Sudden cardiac death (SCD) during sports participation almost always makes headline news; however, it is a rare cause of death in young athletes. Current estimates of SCD incidence in collegiate athletes in the US was found to be about 1 in 44,000.12 The true incidence of SCD in high school athletes is difficult to calculate because, although there are national SCD registries, reporting SCD events is not mandatory. Additionally, estimating participation in sports to obtain denominator data is difficult. Typically, SCD in athletes occurs because of unrecognized heart disease.10 When SCD occurs in a young person perceived to be in peak physical condition, it tends to be a high-profile event that has a powerful effect on the community. Because SCD may be preventable in many cases, screening for conditions that predispose athletes to SCD (Table 2) is an important goal of the PPE.1 However, the prevalence of conditions that place athletes at risk for SCD is relatively low (estimated to be anywhere from 0.1% to 1%),7 which means designing a sound screening tool is challenging.

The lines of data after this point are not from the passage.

impl<R: RandomSource> CoverageEngine<R> {
    pub fn new(mut rng: R) -> Self {
        let default_seed = default_seed(&mut rng);
        Self {
            rng,
            queue: TraceQueue::new(),
            seen_addresses: HashSet::new(),
            seen_signatures: HashSet::new(),
            default_seed,
            max_reuse: MAX_PROG_REUSE,
            max_len: usize::MAX,
            last_program: None,
            last_kept: None,
            state: EngineState::Idle,
            stats: EngineStats::default(),
        }
    }

    pub fn with_max_reuse(mut self, max_reuse: u32) -> Self {
        self.max_reuse = max_reuse;
        self
    }

    /// Queued programs at or past `max_len` instructions are dropped on
    /// selection instead of grown further.
    pub fn with_max_len(mut self, max_len: usize) -> Self {
        self.max_len = max_len;
        self
    }

    pub fn default_seed(&self) -> &[Instruction] {
        &self.default_seed
    }

    /// Number of leading instructions mutation never touches.
    pub fn head_len(&self) -> usize {
        self.default_seed.len()
    }

    pub fn rng_mut(&mut self) -> &mut R {
        &mut self.rng
    }

    pub fn queue(&self) -> &TraceQueue {
        &self.queue
    }

    pub fn queue_mut(&mut self) -> &mut TraceQueue {
        &mut self.queue
    }

    pub fn state(&self) -> EngineState {
        self.state
    }

    pub fn stats(&self) -> EngineStats {
        self.stats
    }

    pub fn seen_address_count(&self) -> usize {
        self.seen_addresses.len()
    }

    pub fn seen_signature_count(&self) -> usize {
        self.seen_signatures.len()
    }

    /// Re-queue a trace loaded from a persisted corpus.
    pub fn restore(&mut self, mut trace: CoverageTrace) {
        self.seen_signatures.insert(trace.signature);
        trace.usage_count = 0;
        self.queue.push(trace);
    }

    /// Copy of the best queued program, or of the default seed when the
    /// queue is empty. Traces under the reuse budget go back in the queue.
    pub fn select_seed(&mut self) -> Vec<Instruction> {
        self.state = EngineState::Selecting;
        let Some(mut trace) = self.queue.pop() else {
            return self.default_seed.clone();
        };
        if trace.program.len() >= self.max_len {
            debug!(len = trace.program.len(), "dropping trace at the length limit");
            return self.default_seed.clone();
        }
        let program = trace.program.clone();
        if trace.usage_count < self.max_reuse {
            trace.usage_count += 1;
            self.queue.push(trace);
        } else {
            debug!(signature = trace.signature, "trace exhausted its reuse budget");
        }
        program
    }

    /// Apply one mutation, chosen at random, to the body after the head.
    pub fn mutate(&mut self, program: Vec<Instruction>) -> Result<Vec<Instruction>, MutationError> {
        let op = MutationOp::try_from(self.rng.rand_int() % 2)?;
        Ok(self.mutate_with(program, op))
    }

    pub fn mutate_with(&mut self, mut program: Vec<Instruction>, op: MutationOp) -> Vec<Instruction> {
        self.state = EngineState::Mutating;
        let split = self.head_len().min(program.len());
        let mut body = program.split_off(split);
        match op {
            MutationOp::Add => add_instruction(&mut self.rng, &mut body),
            MutationOp::Modify => modify_instruction(&mut self.rng, &mut body),
        }
        program.extend(body);
        program
    }

    /// Select, mutate and remember the result until feedback arrives.
    pub fn next_candidate(&mut self) -> Result<Vec<Instruction>, MutationError> {
        self.stats.generated += 1;
        let seed = self.select_seed();
        let mutated = self.mutate(seed)?;
        self.last_program = Some(mutated.clone());
        self.state = EngineState::AwaitingFeedback;
        Ok(mutated)
    }

    fn discard(&mut self) -> Verdict {
        self.state = EngineState::Discarding;
        self.stats.discarded += 1;
        Verdict::Discard
    }

    /// Fold verifier feedback for the last candidate into the dedup sets.
    pub fn on_feedback(&mut self, result: &ValidationResult) -> Verdict {
        let program = self.last_program.take();
        if !result.is_valid {
            return self.discard();
        }
        self.stats.valid += 1;

        if !result.did_collect_coverage {
            warn!("verifier accepted the program but coverage was not collected");
            return self.discard();
        }

        let mut new_address = false;
        for addr in &result.coverage_addresses {
            new_address |= self.seen_addresses.insert(*addr);
        }
        let signature = coverage_signature(&result.coverage_addresses);
        let new_signature = self.seen_signatures.insert(signature);

        if !(new_address || new_signature) {
            return self.discard();
        }
        let Some(program) = program else {
            warn!("feedback arrived without a pending candidate");
            return self.discard();
        };

        self.state = EngineState::Accepting;
        self.stats.kept += 1;
        let trace = CoverageTrace {
            program,
            signature,
            coverage_size: result.coverage_addresses.len() as u64,
            usage_count: 0,
        };
        self.last_kept = Some(trace.clone());
        self.queue.push(trace);
        debug!(
            signature = format_args!("{signature:#x}"),
            coverage = result.coverage_addresses.len(),
            queue = self.queue.len(),
            "queued program with new coverage"
        );
        Verdict::Keep
    }

    /// The trace queued by the most recent `Keep`, for persistence.
    pub fn take_last_kept(&mut self) -> Option<CoverageTrace> {
        self.last_kept.take()
    }

    /// Return to idle once the iteration has been fully processed.
    pub fn finish_iteration(&mut self) {
        self.state = EngineState::Idle;
    }
}

#[cfg(test)]
mod tests {
    use super::*;
    use crate::{ProgramTree, ScriptedRandom, SeededRandom};

    fn valid(addresses: Vec<u64>) -> ValidationResult {
        ValidationResult {
            is_valid: true,
            program_handle: None,
            verifier_log: String::new(),
            coverage_addresses: addresses,
            did_collect_coverage: true,
        }
    }

    #[test]
    fn default_seed_shape() {
        let mut rng = SeededRandom::from_seed(9);
        let seed = default_seed(&mut rng);
        assert_eq!(seed.len(), 80);
        assert!(seed[0].is_wide_load());
        assert_eq!(seed[79], Instruction::st_dw(Register::R10, Register::R0, -512));
        ProgramTree::build(&seed).expect("default seed nests");
    }

    #[test]
    fn unknown_mutation_operation_is_an_error() {
        assert_eq!(MutationOp::try_from(0), Ok(MutationOp::Add));
        assert_eq!(MutationOp::try_from(1), Ok(MutationOp::Modify));
        assert_eq!(MutationOp::try_from(2), Err(MutationError::UnknownOperation(2)));
    }

    #[test]
    fn new_address_set_is_kept_with_zero_usage() {
        let mut engine = CoverageEngine::new(SeededRandom::from_seed(1));
        let candidate = engine.next_candidate().expect("candidate");
        assert_eq!(engine.state(), EngineState::AwaitingFeedback);

        assert_eq!(engine.on_feedback(&valid(vec![0x10, 0x20, 0x30])), Verdict::Keep);
        assert_eq!(engine.state(), EngineState::Accepting);

        let trace = engine.queue_mut().pop().expect("queued trace");
        assert_eq!(trace.usage_count, 0);
        assert_eq!(trace.coverage_size, 3);
        assert_eq!(trace.signature, 0x10 ^ 0x20 ^ 0x30);
        assert_eq!(trace.program, candidate);
        assert_eq!(engine.take_last_kept(), Some(trace));
        assert_eq!(engine.take_last_kept(), None);
    }

    #[test]
    fn repeated_address_set_is_discarded() {
        let mut engine = CoverageEngine::new(SeededRandom::from_seed(2));
        engine.next_candidate().expect("first");
        assert_eq!(engine.on_feedback(&valid(vec![1, 2, 3])), Verdict::Keep);

        engine.next_candidate().expect("second");
        assert_eq!(engine.on_feedback(&valid(vec![1, 2, 3])), Verdict::Discard);
        assert_eq!(engine.state(), EngineState::Discarding);
        assert_eq!(engine.queue().len(), 1);
    }

    #[test]
    fn new_signature_alone_is_enough_to_keep() {
        let mut engine = CoverageEngine::new(SeededRandom::from_seed(3));
        engine.next_candidate().expect("first");
        assert_eq!(engine.on_feedback(&valid(vec![1, 2, 4])), Verdict::Keep);
        engine.next_candidate().expect("second");
        // Subset of seen addresses with a different fold.
        assert_eq!(engine.on_feedback(&valid(vec![1, 2])), Verdict::Keep);
        assert_eq!(engine.seen_address_count(), 3);
        assert_eq!(engine.seen_signature_count(), 2);
    }

    #[test]
    fn invalid_or_uncollected_feedback_is_discarded() {
        let mut engine = CoverageEngine::new(SeededRandom::from_seed(4));
        engine.next_candidate().expect("candidate");
        let mut rejected = valid(vec![7]);
        rejected.is_valid = false;
        assert_eq!(engine.on_feedback(&rejected), Verdict::Discard);

        engine.next_candidate().expect("candidate");
        let mut uncollected = valid(vec![7]);
        uncollected.did_collect_coverage = false;
        assert_eq!(engine.on_feedback(&uncollected), Verdict::Discard);
        assert_eq!(engine.seen_address_count(), 0);
        assert!(engine.queue().is_empty());
        assert_eq!(engine.stats().valid, 1);
    }

    #[test]
    fn mutation_never_touches_the_head() {
        let mut engine = CoverageEngine::new(SeededRandom::from_seed(5));
        let head = engine.default_seed().to_vec();
        let mut program = head.clone();
        for i in 0..300 {
            let op = if i % 2 == 0 { MutationOp::Add } else { MutationOp::Modify };
            program = engine.mutate_with(program, op);
            assert_eq!(&program[..head.len()], head.as_slice());
        }
        assert!(program.len() > head.len());
    }

    #[test]
    fn mutated_jumps_stay_inside_the_body() {
        let mut engine = CoverageEngine::new(SeededRandom::from_seed(6));
        let mut program = engine.default_seed().to_vec();
        let head_len = engine.head_len();
        for _ in 0..400 {
            program = engine.mutate(program).expect("mutate");
            for (i, ins) in program.iter().enumerate().skip(head_len) {
                if ins.is_conditional_jump() {
                    let target = i as i64 + 1 + i64::from(ins.offset);
                    assert!(target <= program.len() as i64, "jump at {i} escapes");
                }
            }
        }
    }

    #[test]
    fn first_insert_into_empty_body_cannot_jump() {
        // pos = 0 of an empty body, then instruction kind 1 (jump) falls back to ALU.
        let mut rng = ScriptedRandom::new(vec![0, 2]);
        let mut body = Vec::new();
        add_instruction(&mut rng, &mut body);
        assert_eq!(body.len(), 1);
        assert!(!body[0].is_jmp_class());
    }

    #[test]
    fn seeds_are_reused_up_to_the_budget() {
        let mut engine = CoverageEngine::new(SeededRandom::from_seed(7)).with_max_reuse(2);
        engine.queue_mut().push(CoverageTrace {
            program: vec![Instruction::exit()],
            signature: 1,
            coverage_size: 1,
            usage_count: 0,
        });
        for _ in 0..3 {
            assert_eq!(engine.select_seed(), vec![Instruction::exit()]);
        }
        assert!(engine.queue().is_empty());
        assert_eq!(engine.select_seed().len(), engine.head_len());
    }

    #[test]
    fn traces_at_the_length_limit_are_dropped() {
        let mut engine = CoverageEngine::new(SeededRandom::from_seed(8)).with_max_len(2);
        engine.queue_mut().push(CoverageTrace {
            program: vec![Instruction::mov64(Register::R0, 0), Instruction::exit()],
            signature: 1,
            coverage_size: 9,
            usage_count: 0,
        });
        assert_eq!(engine.select_seed().len(), engine.head_len());
        assert!(engine.queue().is_empty());
    }
}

Examples of Conditions that Place Patients at Risk for Sudden Cardiac Death
The 2014 AHA/American College of Cardiology (ACC) position statement recommended the universal adoption of a 14-element screening tool that includes the combination of 10 history questions and four examination elements,8 all of which are included in the PPE Monograph templates2 (Figure 1). Some of these questions assess for syncope, chest pain, an irregular heartbeat, or excessive shortness of breath with exertion, and other questions attempt to assess for a personal or family history of certain cardiac disorders. A positive answer to these cardiac screening questions should prompt physicians to take an expanded history and consider additional cardiac assessment. For example, when an athlete reports a history of syncope, careful questioning is warranted to help distinguish cardiac causes (eg, structural heart disease or arrhythmia) from less concerning neurocardiogenic syncope. Because there may be some clinical overlap between neurocardiogenic syncope and cardiac conditions that cause syncope, an athlete who experiences syncope during or shortly after exertion should be evaluated for a possible cardiac etiology.13 Decisions about how to perform further evaluation when an athlete has signs or symptoms of possible cardiac disease should be made on a case-by-case basis. Electrocardiogram (ECG) and echocardiogram are typically included as part of this expanded cardiac evaluation. Referral to a cardiologist for further evaluation may be necessary in patients with a history concerning for occult cardiac disease.
There are no large prospective studies examining the sensitivity and specificity of history and physical examination in detecting conditions that predispose a person to SCD. A smaller study demonstrated that the standard PPE has limited ability to detect cardiac conditions. This retrospective analysis of 115 cases of SCD that occurred in trained athletes (age 12–40 years, median of 17) throughout the US from 1985 through 1995 showed that only 3% had suspected cardiovascular disease on their PPE and only one athlete was correctly diagnosed with the condition that caused the SCD.10 Additionally, there are some data showing the AHA/ACC screening questions have at times shown a high rate of false-positive responses.2 As such, there will be some healthy athletes who undergo unnecessary additional testing, which can be costly and cause long delays before clearance to participate, potentially adding significant psychological stress for the athlete and his or her family.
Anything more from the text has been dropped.